Tessa Thompson wears earrings and necklaces by Cartier and a bralette by Versace in Los Angeles with Smog, the bearded dragon.

“Tessa Thompson is everywhere,” Janicza Bravo says when the pair sit down for a rare Zoom call in January. Their friendship typically takes place in person; Thompson can be spotted waiting for Bravo—who is known for running late—at restaurants around Los Angeles, where they both live.

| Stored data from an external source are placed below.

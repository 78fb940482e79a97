use crate::page::Page;
use crate::Result;

impl Page {
    /// Marks every nav link pointing at `page_identifier`. Runs once at
    /// install.
    pub(super) fn mark_active_nav(&mut self, page_identifier: &str) -> Result<usize> {
        let state = self.behavior_state()?;
        let links_selector = state.config.selectors.nav_links.clone();
        let active_class = state.config.active_class.clone();

        let mut marked = 0;
        for link in self.dom.query_selector_all(&links_selector)? {
            if self.dom.attr(link, "href") == Some(page_identifier) {
                self.dom.class_add(link, &active_class)?;
                marked += 1;
            }
        }

        self.trace_behavior_line(format!(
            "[behavior] active nav page={page_identifier} marked={marked}"
        ));
        Ok(marked)
    }
}
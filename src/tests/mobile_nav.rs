use super::*;

const NAV_HTML: &str = r#"
    <button id="mobile-menu-btn" type="button">Menu</button>
    <aside class="sidebar">
      <nav>
        <a class="nav-link" href="index.html">Home</a>
        <a class="nav-link" href="setup.html">Setup</a>
      </nav>
    </aside>
    "#;

#[test]
fn menu_button_toggles_sidebar_active_class() -> Result<()> {
    let mut page = Page::from_html(NAV_HTML)?;
    assert!(!page.has_class(".sidebar", "active")?);

    page.click("#mobile-menu-btn")?;
    assert!(page.has_class(".sidebar", "active")?);

    page.click("#mobile-menu-btn")?;
    assert!(!page.has_class(".sidebar", "active")?);
    Ok(())
}

#[test]
fn nav_link_click_closes_sidebar_at_the_breakpoint() -> Result<()> {
    let options = PageOptions::new().with_viewport_width(768);
    let mut page = Page::from_html_with_options(NAV_HTML, options)?;

    page.click("#mobile-menu-btn")?;
    assert!(page.has_class(".sidebar", "active")?);

    page.click(r#"a.nav-link[href="setup.html"]"#)?;
    assert!(!page.has_class(".sidebar", "active")?);
    assert_eq!(page.take_navigations(), vec!["setup.html".to_string()]);
    Ok(())
}

#[test]
fn nav_link_click_leaves_sidebar_alone_on_wide_viewports() -> Result<()> {
    let mut page = Page::from_html(NAV_HTML)?;
    assert_eq!(page.viewport().inner_width, 1024);

    page.click("#mobile-menu-btn")?;
    page.click(".nav-link")?;
    assert!(page.has_class(".sidebar", "active")?);

    page.set_viewport_width(769);
    page.click(".nav-link")?;
    assert!(page.has_class(".sidebar", "active")?);

    page.set_viewport_width(320);
    page.click(".nav-link")?;
    assert!(!page.has_class(".sidebar", "active")?);
    Ok(())
}

#[test]
fn nav_link_click_on_closed_sidebar_keeps_it_closed() -> Result<()> {
    let mut page = Page::from_html_with_options(NAV_HTML, PageOptions::new().with_viewport_width(400))?;
    page.click(".nav-link")?;
    assert!(!page.has_class(".sidebar", "active")?);
    page.assert_attr(".sidebar", "class", "sidebar")?;
    Ok(())
}

#[test]
fn menu_button_without_sidebar_is_harmless() -> Result<()> {
    let mut page = Page::from_html(r#"<button id="mobile-menu-btn">Menu</button>"#)?;
    page.click("#mobile-menu-btn")?;
    let report = page
        .install_report()
        .ok_or_else(|| Error::Runtime("behaviors not installed".into()))?;
    assert_eq!(report.attached("mobile-menu"), 1);
    assert_eq!(report.attached("nav-close"), 0);
    Ok(())
}

#[test]
fn custom_breakpoint_is_honored() -> Result<()> {
    let options = PageOptions::new()
        .with_viewport_width(900)
        .with_behaviors(BehaviorConfig::default().with_mobile_breakpoint(1000));
    let mut page = Page::from_html_with_options(NAV_HTML, options)?;
    page.click("#mobile-menu-btn")?;
    page.click(".nav-link")?;
    assert!(!page.has_class(".sidebar", "active")?);
    Ok(())
}
//! Off-chain model of the vault: same settlement rules as the program, with the
//! per-user PDAs replaced by a [`CollateralLedger`] and the SPL/System transfers
//! by [`FungibleToken`] implementations. Used for previews and by the tests.

use anchor_lang::prelude::*;

use crate::asset::FungibleToken;
use crate::ledger::{AccountRecord, CollateralLedger};
use crate::oracle::PriceOracle;
use crate::settlement::{
    settle_borrow, settle_deposit, settle_liquidation, settle_payback, settle_withdraw,
};
use crate::state::VaultError;

#[derive(Clone, Debug, PartialEq, Eq)]
pub enum VaultEvent {
    Deposited { amount: u64 },
    Borrowed { requested: u64, collateral_equivalent: u64 },
    PaidBack { repaid: u64, collateral_equivalent: u64 },
    Withdrawn { amount: u64 },
    Liquidated { account: Pubkey },
}

pub struct LendingVault<C, D, O> {
    address: Pubkey,
    admin: Pubkey,
    collateral: C,
    debt: D,
    oracle: O,
    ledger: CollateralLedger,
    events: Vec<VaultEvent>,
}

impl<C, D, O> LendingVault<C, D, O>
where
    C: FungibleToken,
    D: FungibleToken,
    O: PriceOracle,
{
    pub fn new(address: Pubkey, admin: Pubkey, collateral: C, debt: D, oracle: O) -> Self {
        Self {
            address,
            admin,
            collateral,
            debt,
            oracle,
            ledger: CollateralLedger::new(),
            events: Vec::new(),
        }
    }

    pub fn address(&self) -> &Pubkey {
        &self.address
    }

    pub fn admin(&self) -> &Pubkey {
        &self.admin
    }

    pub fn record(&self, account: &Pubkey) -> AccountRecord {
        self.ledger.get(account)
    }

    pub fn ledger(&self) -> &CollateralLedger {
        &self.ledger
    }

    pub fn events(&self) -> &[VaultEvent] {
        &self.events
    }

    pub fn collateral(&self) -> &C {
        &self.collateral
    }

    pub fn collateral_mut(&mut self) -> &mut C {
        &mut self.collateral
    }

    pub fn debt(&self) -> &D {
        &self.debt
    }

    pub fn debt_mut(&mut self) -> &mut D {
        &mut self.debt
    }

    pub fn oracle_mut(&mut self) -> &mut O {
        &mut self.oracle
    }

    pub fn deposit(&mut self, caller: &Pubkey, amount: u64) -> Result<()> {
        let settlement = settle_deposit(&self.ledger.get(caller), amount)?;

        self.collateral
            .transfer(caller, &self.address, amount)
            .map_err(|_| error!(VaultError::TransferFailed))?;

        self.ledger.store(*caller, settlement.next);
        self.events.push(VaultEvent::Deposited { amount });
        Ok(())
    }

    pub fn borrow(&mut self, caller: &Pubkey, amount: u64) -> Result<()> {
        let settlement = settle_borrow(&self.ledger.get(caller), &self.oracle, amount)?;

        self.debt
            .transfer(&self.address, caller, amount)
            .map_err(|_| error!(VaultError::TransferFailed))?;

        self.ledger.store(*caller, settlement.next);
        self.events.push(VaultEvent::Borrowed {
            requested: amount,
            collateral_equivalent: settlement.collateral_equivalent,
        });
        Ok(())
    }

    /// Pulls the repayment with `transfer_from`, so the caller must have approved the vault.
    pub fn payback(&mut self, caller: &Pubkey, amount: u64) -> Result<()> {
        let settlement = settle_payback(&self.ledger.get(caller), &self.oracle, amount)?;

        self.debt
            .transfer_from(&self.address, caller, &self.address, amount)
            .map_err(|_| error!(VaultError::TransferFailed))?;

        self.ledger.store(*caller, settlement.next);
        self.events.push(VaultEvent::PaidBack {
            repaid: amount,
            collateral_equivalent: settlement.collateral_equivalent,
        });
        Ok(())
    }

    pub fn withdraw(&mut self, caller: &Pubkey, amount: u64) -> Result<()> {
        let settlement = settle_withdraw(&self.ledger.get(caller), &self.oracle, amount)?;

        self.collateral
            .transfer(&self.address, caller, amount)
            .map_err(|_| error!(VaultError::TransferFailed))?;

        self.ledger.store(*caller, settlement.next);
        self.events.push(VaultEvent::Withdrawn { amount });
        Ok(())
    }

    /// Seized collateral stays in the vault's pool.
    pub fn liquidate(&mut self, caller: &Pubkey, account: &Pubkey) -> Result<()> {
        let liquidation = settle_liquidation(caller, &self.admin, &self.ledger.get(account), &self.oracle)?;

        self.ledger.store(*account, AccountRecord::default());
        msg!(
            "Liquidated {}: seized {} collateral, cleared {} debt",
            account,
            liquidation.seized_collateral,
            liquidation.cleared_debt
        );
        self.events.push(VaultEvent::Liquidated { account: *account });
        Ok(())
    }
}
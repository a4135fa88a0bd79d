use anchor_lang::prelude::*;
use std::collections::BTreeMap;

use crate::state::VaultError;

/// Collateral deposited and debt owed by one account.
#[derive(AnchorSerialize, AnchorDeserialize, Clone, Copy, Debug, Default, PartialEq, Eq)]
pub struct AccountRecord {
    pub deposited: u64,     // lamports
    pub borrowed_debt: u64, // debt mint base units
}

impl AccountRecord {
    pub const SIZE: usize = 8 + 8;

    pub fn is_empty(&self) -> bool {
        self.deposited == 0 && self.borrowed_debt == 0
    }

    pub fn increase_deposit(&mut self, delta: u64) -> Result<()> {
        self.deposited = self.deposited.checked_add(delta).ok_or(VaultError::MathOverflow)?;
        Ok(())
    }

    pub fn decrease_deposit(&mut self, delta: u64) -> Result<()> {
        self.deposited = self.deposited.checked_sub(delta).ok_or(VaultError::Underflow)?;
        Ok(())
    }

    pub fn increase_debt(&mut self, delta: u64) -> Result<()> {
        self.borrowed_debt = self.borrowed_debt.checked_add(delta).ok_or(VaultError::MathOverflow)?;
        Ok(())
    }

    pub fn decrease_debt(&mut self, delta: u64) -> Result<()> {
        self.borrowed_debt = self.borrowed_debt.checked_sub(delta).ok_or(VaultError::Underflow)?;
        Ok(())
    }
}

/// Address-keyed account records. Missing entries read as the zero record;
/// records that decay back to zero are dropped so the map only holds open positions.
#[derive(Clone, Debug, Default)]
pub struct CollateralLedger {
    records: BTreeMap<Pubkey, AccountRecord>,
}

impl CollateralLedger {
    pub fn new() -> Self {
        Self::default()
    }

    pub fn get(&self, account: &Pubkey) -> AccountRecord {
        self.records.get(account).copied().unwrap_or_default()
    }

    pub fn store(&mut self, account: Pubkey, record: AccountRecord) {
        if record.is_empty() {
            self.records.remove(&account);
        } else {
            self.records.insert(account, record);
        }
    }

    pub fn increase_deposit(&mut self, account: Pubkey, delta: u64) -> Result<()> {
        self.update(account, |r| r.increase_deposit(delta))
    }

    pub fn decrease_deposit(&mut self, account: Pubkey, delta: u64) -> Result<()> {
        self.update(account, |r| r.decrease_deposit(delta))
    }

    pub fn increase_debt(&mut self, account: Pubkey, delta: u64) -> Result<()> {
        self.update(account, |r| r.increase_debt(delta))
    }

    pub fn decrease_debt(&mut self, account: Pubkey, delta: u64) -> Result<()> {
        self.update(account, |r| r.decrease_debt(delta))
    }

    pub fn open_positions(&self) -> impl Iterator<Item = (&Pubkey, &AccountRecord)> {
        self.records.iter()
    }

    pub fn total_deposited(&self) -> u128 {
        self.records.values().map(|r| r.deposited as u128).sum()
    }

    pub fn total_borrowed(&self) -> u128 {
        self.records.values().map(|r| r.borrowed_debt as u128).sum()
    }

    // Works on a copy so a failed operation leaves the entry untouched.
    fn update(&mut self, account: Pubkey, op: impl FnOnce(&mut AccountRecord) -> Result<()>) -> Result<()> {
        let mut record = self.get(&account);
        op(&mut record)?;
        self.store(account, record);
        Ok(())
    }
}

The director’s not wrong. Though Thompson has been in Hollywood for over two decades, this is shaping up to be her busiest season yet. She made her rounds on the award circuit for Hedda, Nia DaCosta’s reinvention of Henrik Ibsen’s 19th-century play about an aristocratic woman defying every norm imposed on her. (Her role as the titular Hedda Gabler has won her a Critic’s Choice award and a Golden Globe nom.) His & Hers, the mystery thriller limited series she leads with Jon Bernthal, hit 19.9 million views on Netflix within days of dropping in January. She’s brought her new production company, Viva Maude, roaring to life with both of those projects.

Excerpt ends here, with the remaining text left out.